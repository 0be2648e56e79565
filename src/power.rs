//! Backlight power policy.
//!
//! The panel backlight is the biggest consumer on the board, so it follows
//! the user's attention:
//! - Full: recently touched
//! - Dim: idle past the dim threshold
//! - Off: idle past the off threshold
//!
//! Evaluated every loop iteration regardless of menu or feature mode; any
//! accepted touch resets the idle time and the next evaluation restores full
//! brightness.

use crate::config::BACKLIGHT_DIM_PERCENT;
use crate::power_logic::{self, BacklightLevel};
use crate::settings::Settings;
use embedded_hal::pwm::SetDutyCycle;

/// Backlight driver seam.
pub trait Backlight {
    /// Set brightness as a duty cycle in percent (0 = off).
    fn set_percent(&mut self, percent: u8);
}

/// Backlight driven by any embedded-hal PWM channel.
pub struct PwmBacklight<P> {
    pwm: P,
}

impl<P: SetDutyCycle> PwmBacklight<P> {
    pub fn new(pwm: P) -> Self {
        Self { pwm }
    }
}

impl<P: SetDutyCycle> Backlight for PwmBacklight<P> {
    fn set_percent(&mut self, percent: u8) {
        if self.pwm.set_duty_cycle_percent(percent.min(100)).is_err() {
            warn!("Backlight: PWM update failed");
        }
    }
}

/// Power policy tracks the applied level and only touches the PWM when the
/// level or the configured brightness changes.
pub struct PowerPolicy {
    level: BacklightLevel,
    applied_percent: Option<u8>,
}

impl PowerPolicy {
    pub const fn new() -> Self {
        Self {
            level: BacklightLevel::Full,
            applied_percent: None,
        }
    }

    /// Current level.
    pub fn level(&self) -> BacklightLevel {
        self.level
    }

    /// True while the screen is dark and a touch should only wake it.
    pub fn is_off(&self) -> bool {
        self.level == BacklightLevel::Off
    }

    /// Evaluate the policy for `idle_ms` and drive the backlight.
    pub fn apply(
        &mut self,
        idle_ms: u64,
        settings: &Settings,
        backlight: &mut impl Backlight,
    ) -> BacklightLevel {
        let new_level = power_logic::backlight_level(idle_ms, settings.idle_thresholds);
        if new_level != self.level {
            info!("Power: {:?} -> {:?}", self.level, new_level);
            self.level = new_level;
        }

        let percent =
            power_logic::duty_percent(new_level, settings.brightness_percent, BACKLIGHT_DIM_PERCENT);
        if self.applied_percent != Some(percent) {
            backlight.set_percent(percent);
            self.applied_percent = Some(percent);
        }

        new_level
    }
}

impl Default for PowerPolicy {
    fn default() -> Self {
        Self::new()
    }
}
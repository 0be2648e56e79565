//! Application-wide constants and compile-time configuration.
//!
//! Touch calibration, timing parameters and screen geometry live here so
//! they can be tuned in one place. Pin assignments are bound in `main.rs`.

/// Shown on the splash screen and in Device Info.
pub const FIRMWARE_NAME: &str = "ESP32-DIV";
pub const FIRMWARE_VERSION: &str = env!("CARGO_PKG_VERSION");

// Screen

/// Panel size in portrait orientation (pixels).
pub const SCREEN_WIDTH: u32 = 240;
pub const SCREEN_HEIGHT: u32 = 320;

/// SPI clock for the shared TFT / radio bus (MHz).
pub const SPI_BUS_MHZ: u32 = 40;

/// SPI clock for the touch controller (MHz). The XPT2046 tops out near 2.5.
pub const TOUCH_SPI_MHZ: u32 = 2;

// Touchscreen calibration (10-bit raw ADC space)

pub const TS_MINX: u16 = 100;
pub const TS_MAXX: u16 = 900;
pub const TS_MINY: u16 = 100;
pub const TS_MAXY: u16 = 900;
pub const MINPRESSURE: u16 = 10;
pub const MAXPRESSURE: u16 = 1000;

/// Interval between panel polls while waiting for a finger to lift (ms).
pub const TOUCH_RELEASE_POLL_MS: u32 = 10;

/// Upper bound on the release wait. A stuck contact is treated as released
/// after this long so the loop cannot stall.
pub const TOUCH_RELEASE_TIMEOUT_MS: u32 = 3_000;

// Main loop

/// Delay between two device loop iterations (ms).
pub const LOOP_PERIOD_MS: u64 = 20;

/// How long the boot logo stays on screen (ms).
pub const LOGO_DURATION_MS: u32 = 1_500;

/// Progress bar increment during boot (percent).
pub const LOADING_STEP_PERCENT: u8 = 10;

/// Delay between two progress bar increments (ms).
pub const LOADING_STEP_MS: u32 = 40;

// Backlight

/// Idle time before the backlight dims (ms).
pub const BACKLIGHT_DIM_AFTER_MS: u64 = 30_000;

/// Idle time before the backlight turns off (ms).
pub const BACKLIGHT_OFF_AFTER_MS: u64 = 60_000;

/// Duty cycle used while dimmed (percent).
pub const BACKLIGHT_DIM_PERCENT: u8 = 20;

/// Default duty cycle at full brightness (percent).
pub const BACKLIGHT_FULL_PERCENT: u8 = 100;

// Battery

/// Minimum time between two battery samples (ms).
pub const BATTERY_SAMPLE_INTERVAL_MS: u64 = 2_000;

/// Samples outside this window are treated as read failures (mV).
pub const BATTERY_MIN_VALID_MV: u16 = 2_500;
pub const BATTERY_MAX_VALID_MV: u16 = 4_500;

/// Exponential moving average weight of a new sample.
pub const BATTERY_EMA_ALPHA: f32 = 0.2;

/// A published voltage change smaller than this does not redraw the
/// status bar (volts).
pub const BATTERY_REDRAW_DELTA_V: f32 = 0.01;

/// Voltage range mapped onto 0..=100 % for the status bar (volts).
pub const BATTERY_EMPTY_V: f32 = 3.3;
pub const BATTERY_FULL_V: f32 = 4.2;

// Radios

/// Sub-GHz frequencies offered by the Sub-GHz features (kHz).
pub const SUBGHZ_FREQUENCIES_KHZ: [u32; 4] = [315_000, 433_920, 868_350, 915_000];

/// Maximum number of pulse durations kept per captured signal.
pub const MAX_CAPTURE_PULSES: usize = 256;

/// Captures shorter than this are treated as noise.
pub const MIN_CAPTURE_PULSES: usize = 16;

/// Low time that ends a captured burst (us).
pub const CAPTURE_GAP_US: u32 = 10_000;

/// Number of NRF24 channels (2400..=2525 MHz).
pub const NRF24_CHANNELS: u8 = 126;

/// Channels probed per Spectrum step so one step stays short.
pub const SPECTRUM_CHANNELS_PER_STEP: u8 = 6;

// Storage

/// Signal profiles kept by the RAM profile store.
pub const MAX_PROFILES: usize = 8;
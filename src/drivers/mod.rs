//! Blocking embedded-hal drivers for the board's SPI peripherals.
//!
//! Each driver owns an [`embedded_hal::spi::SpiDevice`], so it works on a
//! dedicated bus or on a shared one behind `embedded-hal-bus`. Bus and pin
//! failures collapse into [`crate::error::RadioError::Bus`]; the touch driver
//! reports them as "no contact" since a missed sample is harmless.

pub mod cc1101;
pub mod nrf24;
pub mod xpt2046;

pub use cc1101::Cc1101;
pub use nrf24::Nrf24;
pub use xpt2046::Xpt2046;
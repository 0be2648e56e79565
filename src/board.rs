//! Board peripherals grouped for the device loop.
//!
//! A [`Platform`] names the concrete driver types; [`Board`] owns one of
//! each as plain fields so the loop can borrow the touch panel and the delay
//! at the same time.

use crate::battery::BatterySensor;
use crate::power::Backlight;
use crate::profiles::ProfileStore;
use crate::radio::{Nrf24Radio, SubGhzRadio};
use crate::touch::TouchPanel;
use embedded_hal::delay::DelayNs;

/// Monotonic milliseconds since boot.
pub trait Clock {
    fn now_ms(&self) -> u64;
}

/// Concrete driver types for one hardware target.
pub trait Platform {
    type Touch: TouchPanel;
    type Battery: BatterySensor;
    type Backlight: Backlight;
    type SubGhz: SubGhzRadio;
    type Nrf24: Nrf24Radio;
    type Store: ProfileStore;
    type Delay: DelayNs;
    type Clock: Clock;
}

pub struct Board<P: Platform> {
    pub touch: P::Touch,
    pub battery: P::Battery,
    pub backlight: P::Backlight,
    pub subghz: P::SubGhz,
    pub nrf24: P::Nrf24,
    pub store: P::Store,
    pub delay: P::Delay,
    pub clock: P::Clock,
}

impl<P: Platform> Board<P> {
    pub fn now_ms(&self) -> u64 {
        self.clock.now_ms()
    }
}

════════════════

### About this task
Among the lines above, which ones include the word "PwmBacklight"? Copy them.

### Response to this task
pub struct PwmBacklight<P> {
impl<P: SetDutyCycle> PwmBacklight<P> {
impl<P: SetDutyCycle> Backlight for PwmBacklight<P> {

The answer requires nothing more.